Is there really a right answer to the question “which cameras are right for my business—HD-Analog or IP cameras?” The short answer is yes.
However, the in-depth answer depends on what you need and expect from your camera system. Compelling arguments can easily be made for both options. So, what’s the deciding factor when it comes to HD-Analog versus IP cameras?
It all comes down to:
What infrastructure is in place
How your business utilizes your camera system
Your technical knowledge
DEFINITION OF HD-ANALOG or IP CAMERAS
But before we delve into the pros and cons of HD-Analog versus IP cameras, let’s define exactly what we’re talking about.
An IP (or internet protocol) camera sends and receives video, data, and power via a single Ethernet cable. It can be accessed directly via the internet, or often, thru a Network Video Recorder (NVR) onsite. IP cameras come in a variety of form factors and can offer advanced features, on-board video analytics, and megapixel resolutions.
An HD-Analog camera sends and receives High Definition video and power over a single, traditional coaxial cable. It comes in a variety of form factors and is often connected to a Digital Video Recorder (DVR) onsite. They offer improved picture quality over traditional analog, as well as reduced cable and labor costs should you opt for an upgrade path.
Your Camera Consultant
When it comes to HD-Analog or IP cameras, your needs are the deciding factor. If you need additional help comparing features and pricing, just let us know. We’re happy to offer our expertise and pricing.
Contact DIGIOP today to let us help you select the best option. Our friendly experts will listen to your needs and offer a customized plan to decrease loss in your retail locations. Together we can transform your business.

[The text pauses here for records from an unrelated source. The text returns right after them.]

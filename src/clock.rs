//! Sources of the current instant and zone for the `now` constructors.

use crate::zone::ZoneId;
use jiff::Timestamp;

/// Supplies the current instant and the zone to interpret it in.
pub trait Clock {
    fn instant(&self) -> Timestamp;

    fn zone(&self) -> ZoneId;
}

/// The system clock, seen from a fixed zone.
#[derive(Debug, Clone, PartialEq, Eq)]
pub struct SystemClock {
    zone: ZoneId,
}

impl SystemClock {
    pub const fn new(zone: ZoneId) -> Self {
        Self { zone }
    }

    pub const fn utc() -> Self {
        Self::new(ZoneId::utc())
    }
}

impl Default for SystemClock {
    fn default() -> Self {
        Self::utc()
    }
}

impl Clock for SystemClock {
    fn instant(&self) -> Timestamp {
        Timestamp::now()
    }

    fn zone(&self) -> ZoneId {
        self.zone.clone()
    }
}

/// A clock stopped at one instant, for tests and reproducible runs.
#[derive(Debug, Clone, PartialEq, Eq)]
pub struct FixedClock {
    instant: Timestamp,
    zone:    ZoneId,
}

impl FixedClock {
    pub const fn new(instant: Timestamp, zone: ZoneId) -> Self {
        Self { instant, zone }
    }
}

impl Clock for FixedClock {
    fn instant(&self) -> Timestamp {
        self.instant
    }

    fn zone(&self) -> ZoneId {
        self.zone.clone()
    }
}

#[cfg(test)]
mod tests {
    use super::*;
    use crate::{Date, OffsetDateTime, Temporal, ZonedDateTime};

    #[test]
    fn test_fixed_clock() {
        let instant: Timestamp = "2024-08-09T09:43:18Z".parse().unwrap();
        let clock = FixedClock::new(instant, ZoneId::region("Asia/Riyadh").unwrap());
        assert_eq!(Date::now(&clock).unwrap(), Date::of(1446, 2, 5).unwrap());
        let zoned = ZonedDateTime::now(&clock).unwrap();
        assert_eq!(zoned.to_string(), "1446-02-05T12:43:18+03:00[Asia/Riyadh]");
        assert_eq!(zoned.to_instant().unwrap(), instant);
        assert_eq!(OffsetDateTime::now(&clock).unwrap().offset().seconds(), 10_800);
    }

    #[test]
    fn test_system_clock() {
        let clock = SystemClock::default();
        let before = ZonedDateTime::now(&clock).unwrap();
        let after = ZonedDateTime::now(&clock).unwrap();
        assert!(!after.is_before(&before));
        assert_eq!(before.zone(), &ZoneId::utc());
    }
}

Pros and Cons of HD-Analog or IP Cameras
Take a deeper look at the top pros and cons for camera options, and you’ll begin to see how the differences could impact your business and your bottom line.
IP CAMERA PROS
HD Analog cameras have come a long way, and can now often match the high resolutions that IP cameras can provide, however, IP cameras offer additional settings that can impact picture quality. These can include things like auto-focus, contrast, white balance, and WDR (Wide Dynamic Range) which allow for a better picture in low light settings.
IP Cameras allow for the ability to add many additional features to your camera. This can range from features like PTZ (Pan, Tilt, Zoom) and audio, all the way to features like motorized lenses and built-in heaters that can allow for easier configuration and maintenance of your cameras.
If you only need to track customer or employee movement, or keep an eye on specific areas of your store, analytics won’t impact your camera choice. But if you need to deep dive into the daily operations of your front end, or if you need oversight of your operational processes, you’ll want to go with the option which will save you time and effort each day. And IP cameras, combined with the right analytics software, will do exactly that.
New Installation Costs
If there isn’t any existing camera infrastructure in place, IP cameras are often less expensive to install. You can save on cabling costs because only one cable needs to be run instead of two. With minimal technical knowledge you may even be able to setup the IP cameras yourself, which could help offset installation costs.
IP CAMERA CONS
If you are looking to install new cameras in a location with existing analog infrastructure, it can be quite expensive to recable your location to allow for IP cameras. This can include the cost of the cabling, the labor to recable, and the possible interruption to your business during the installation process.
If existing analog infrastructure is already in place, it can be much less expensive to add HD Analog cameras, and still get very high camera resolutions.
HD is a Difference Maker
As recently as 3-5 years ago, most analog CCTV systems didn’t even offer an HD option. In fact, there are major retailers who still use standard-definition analog systems in stores and they manage just fine. Now that HD cameras are available (and easily interchangeable), an HD-Analog camera is one more weapon you can add to your anti-theft and fraud arsenal.
A major advantage of HD over IP is that you do not need to run new cabling. The cost and labor of running new CAT cable is significant and can often bust your budget, before even starting. But with HD, you can reuse the co-ax cable you have in place, and save big.
Ease of Maintenance
HD-Analog cameras are more affordable, yes. But just as important as that is the ease of which you can replace one, if needed. Just plug it in and go.
Lack of Features and Analytics
There’s no replacement for wasted or lost time, and sometimes using an HD-Analog camera to review an employee’s shift is exactly that – a waste. What denomination was the bill it looks like they might have removed from the till? What register command did they use to open the drawer? There’s no doubt that with enhanced picture quality, analytics, and the available additional features IP cameras give you a serious boost when it comes to video review, and HD-Analog cameras just can’t compete.
New Installation Costs
If there isn’t any existing camera infrastructure in place, analog cameras are often more expensive to install. You have additional cabling costs because you need to install both co-ax and power cabling, as well as power supplies. Professional installation is also usually needed to install analog cameras and cabling for the first time.